- Exercise goal -
Extract the full set of records, then give each one again exactly.

Top of Records for processing

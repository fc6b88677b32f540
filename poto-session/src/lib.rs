//! Per-principal key-value session state.
//!
//! The [`SessionStore`] front-end takes the current principal from the
//! request context; callers never name it. Storage is pluggable through
//! [`SessionBackend`]: a process-wide in-memory map, or a signed and
//! encrypted cookie round-tripped through the request/response pair held
//! by the context.

pub mod backend;
pub mod cookie;
pub mod memory;
mod record;

use std::sync::Arc;
use std::time::Duration;

use poto_codec::{CodecError, Value};
use poto_core::context::{ContextError, RequestContext};
use poto_core::error::RpcError;

pub use backend::{SessionBackend, SessionStats};
pub use cookie::CookieSessionBackend;
pub use memory::MemorySessionBackend;
pub use record::SessionRecord;

/// Name of the session cookie.
pub const SESSION_COOKIE: &str = "poto_session";

/// Errors surfaced by session operations.
#[derive(Debug)]
pub enum SessionError {
    /// No request context is active; a programming error (HTTP 500).
    NoContext,
    /// The request is unauthenticated; session writes need a principal.
    NoPrincipal,
    /// The serialized session exceeds its ceiling.
    SizeLimit { actual: usize, max: usize },
    /// The session record could not be encoded or decoded.
    Codec(CodecError),
    /// Key derivation or AEAD failure in the cookie backend.
    Crypto(String),
}

impl std::fmt::Display for SessionError {
    fn fmt(&self, f: &mut std::fmt::Formatter<'_>) -> std::fmt::Result {
        match self {
            SessionError::NoContext => write!(f, "No request context is active"),
            SessionError::NoPrincipal => {
                write!(f, "Session writes require an authenticated principal")
            }
            SessionError::SizeLimit { actual, max } => {
                write!(f, "Session of {actual} bytes exceeds the limit of {max}")
            }
            SessionError::Codec(err) => write!(f, "Session codec failure: {err}"),
            SessionError::Crypto(msg) => write!(f, "Session crypto failure: {msg}"),
        }
    }
}

impl std::error::Error for SessionError {}

impl From<CodecError> for SessionError {
    fn from(err: CodecError) -> Self {
        SessionError::Codec(err)
    }
}

impl From<ContextError> for SessionError {
    fn from(_: ContextError) -> Self {
        SessionError::NoContext
    }
}

impl From<SessionError> for RpcError {
    fn from(err: SessionError) -> Self {
        RpcError::Internal(err.to_string())
    }
}

/// Per-principal session state, accessed through the request context.
#[derive(Clone)]
pub struct SessionStore {
    backend: Arc<dyn SessionBackend>,
}

impl SessionStore {
    pub fn new(backend: Arc<dyn SessionBackend>) -> Self {
        Self { backend }
    }

    fn current_ctx() -> Result<RequestContext, SessionError> {
        Ok(RequestContext::current()?)
    }

    /// The current principal's session record, if one exists.
    pub async fn get_session(&self) -> Result<Option<SessionRecord>, SessionError> {
        let ctx = Self::current_ctx()?;
        let Some(principal_id) = ctx.principal_id().map(String::from) else {
            return Ok(None);
        };
        self.backend.load(&ctx, &principal_id).await
    }

    /// Replace the current principal's session record. The record's
    /// principal identifier is taken from the carrier.
    pub async fn set_session(&self, mut record: SessionRecord) -> Result<(), SessionError> {
        let ctx = Self::current_ctx()?;
        let Some(principal_id) = ctx.principal_id().map(String::from) else {
            return Err(SessionError::NoPrincipal);
        };
        record.principal_id = principal_id;
        self.backend.store(&ctx, record).await
    }

    /// Delete the current principal's session.
    pub async fn delete_session(&self) -> Result<(), SessionError> {
        let ctx = Self::current_ctx()?;
        let Some(principal_id) = ctx.principal_id().map(String::from) else {
            return Ok(());
        };
        self.backend.delete(&ctx, &principal_id).await
    }

    /// A single value from the current session, or absent.
    pub async fn get_value(&self, key: &str) -> Result<Option<Value>, SessionError> {
        let session = self.get_session().await?;
        Ok(session.and_then(|record| record.data.get(key).cloned()))
    }

    /// Write a single value into the current session, creating the record
    /// on first write. Atomic per principal on backends that support it.
    pub async fn set_value(&self, key: &str, value: Value) -> Result<(), SessionError> {
        let ctx = Self::current_ctx()?;
        let Some(principal_id) = ctx.principal_id().map(String::from) else {
            return Err(SessionError::NoPrincipal);
        };
        self.backend
            .set_value(&ctx, &principal_id, key, value)
            .await
    }

    /// Evict sessions idle for longer than `age`. Returns the eviction
    /// count; backends without enumeration evict nothing.
    pub async fn cleanup_older_than(&self, age: Duration) -> usize {
        self.backend.cleanup_older_than(age).await
    }

    /// Active-session statistics. Backends that cannot enumerate report
    /// zero sessions and an empty principal list.
    pub fn stats(&self) -> SessionStats {
        self.backend.stats()
    }
}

Bottom of Records for processing

- Task solution -
repository fc6b88677b32f540
filename poto-session/src/lib.rs
//! Per-principal key-value session state.
//!
//! The [`SessionStore`] front-end takes the current principal from the
//! request context; callers never name it. Storage is pluggable through
//! [`SessionBackend`]: a process-wide in-memory map, or a signed and
//! encrypted cookie round-tripped through the request/response pair held
//! by the context.

pub mod backend;
pub mod cookie;
pub mod memory;
mod record;

use std::sync::Arc;
use std::time::Duration;

use poto_codec::{CodecError, Value};
use poto_core::context::{ContextError, RequestContext};
use poto_core::error::RpcError;

pub use backend::{SessionBackend, SessionStats};
pub use cookie::CookieSessionBackend;
pub use memory::MemorySessionBackend;
pub use record::SessionRecord;

/// Name of the session cookie.
pub const SESSION_COOKIE: &str = "poto_session";

/// Errors surfaced by session operations.
#[derive(Debug)]
pub enum SessionError {
    /// No request context is active; a programming error (HTTP 500).
    NoContext,
    /// The request is unauthenticated; session writes need a principal.
    NoPrincipal,
    /// The serialized session exceeds its ceiling.
    SizeLimit { actual: usize, max: usize },
    /// The session record could not be encoded or decoded.
    Codec(CodecError),
    /// Key derivation or AEAD failure in the cookie backend.
    Crypto(String),
}

impl std::fmt::Display for SessionError {
    fn fmt(&self, f: &mut std::fmt::Formatter<'_>) -> std::fmt::Result {
        match self {
            SessionError::NoContext => write!(f, "No request context is active"),
            SessionError::NoPrincipal => {
                write!(f, "Session writes require an authenticated principal")
            }
            SessionError::SizeLimit { actual, max } => {
                write!(f, "Session of {actual} bytes exceeds the limit of {max}")
            }
            SessionError::Codec(err) => write!(f, "Session codec failure: {err}"),
            SessionError::Crypto(msg) => write!(f, "Session crypto failure: {msg}"),
        }
    }
}

impl std::error::Error for SessionError {}

impl From<CodecError> for SessionError {
    fn from(err: CodecError) -> Self {
        SessionError::Codec(err)
    }
}

impl From<ContextError> for SessionError {
    fn from(_: ContextError) -> Self {
        SessionError::NoContext
    }
}

impl From<SessionError> for RpcError {
    fn from(err: SessionError) -> Self {
        RpcError::Internal(err.to_string())
    }
}

/// Per-principal session state, accessed through the request context.
#[derive(Clone)]
pub struct SessionStore {
    backend: Arc<dyn SessionBackend>,
}

impl SessionStore {
    pub fn new(backend: Arc<dyn SessionBackend>) -> Self {
        Self { backend }
    }

    fn current_ctx() -> Result<RequestContext, SessionError> {
        Ok(RequestContext::current()?)
    }

    /// The current principal's session record, if one exists.
    pub async fn get_session(&self) -> Result<Option<SessionRecord>, SessionError> {
        let ctx = Self::current_ctx()?;
        let Some(principal_id) = ctx.principal_id().map(String::from) else {
            return Ok(None);
        };
        self.backend.load(&ctx, &principal_id).await
    }

    /// Replace the current principal's session record. The record's
    /// principal identifier is taken from the carrier.
    pub async fn set_session(&self, mut record: SessionRecord) -> Result<(), SessionError> {
        let ctx = Self::current_ctx()?;
        let Some(principal_id) = ctx.principal_id().map(String::from) else {
            return Err(SessionError::NoPrincipal);
        };
        record.principal_id = principal_id;
        self.backend.store(&ctx, record).await
    }

    /// Delete the current principal's session.
    pub async fn delete_session(&self) -> Result<(), SessionError> {
        let ctx = Self::current_ctx()?;
        let Some(principal_id) = ctx.principal_id().map(String::from) else {
            return Ok(());
        };
        self.backend.delete(&ctx, &principal_id).await
    }

    /// A single value from the current session, or absent.
    pub async fn get_value(&self, key: &str) -> Result<Option<Value>, SessionError> {
        let session = self.get_session().await?;
        Ok(session.and_then(|record| record.data.get(key).cloned()))
    }

    /// Write a single value into the current session, creating the record
    /// on first write. Atomic per principal on backends that support it.
    pub async fn set_value(&self, key: &str, value: Value) -> Result<(), SessionError> {
        let ctx = Self::current_ctx()?;
        let Some(principal_id) = ctx.principal_id().map(String::from) else {
            return Err(SessionError::NoPrincipal);
        };
        self.backend
            .set_value(&ctx, &principal_id, key, value)
            .await
    }

    /// Evict sessions idle for longer than `age`. Returns the eviction
    /// count; backends without enumeration evict nothing.
    pub async fn cleanup_older_than(&self, age: Duration) -> usize {
        self.backend.cleanup_older_than(age).await
    }

    /// Active-session statistics. Backends that cannot enumerate report
    /// zero sessions and an empty principal list.
    pub fn stats(&self) -> SessionStats {
        self.backend.stats()
    }
}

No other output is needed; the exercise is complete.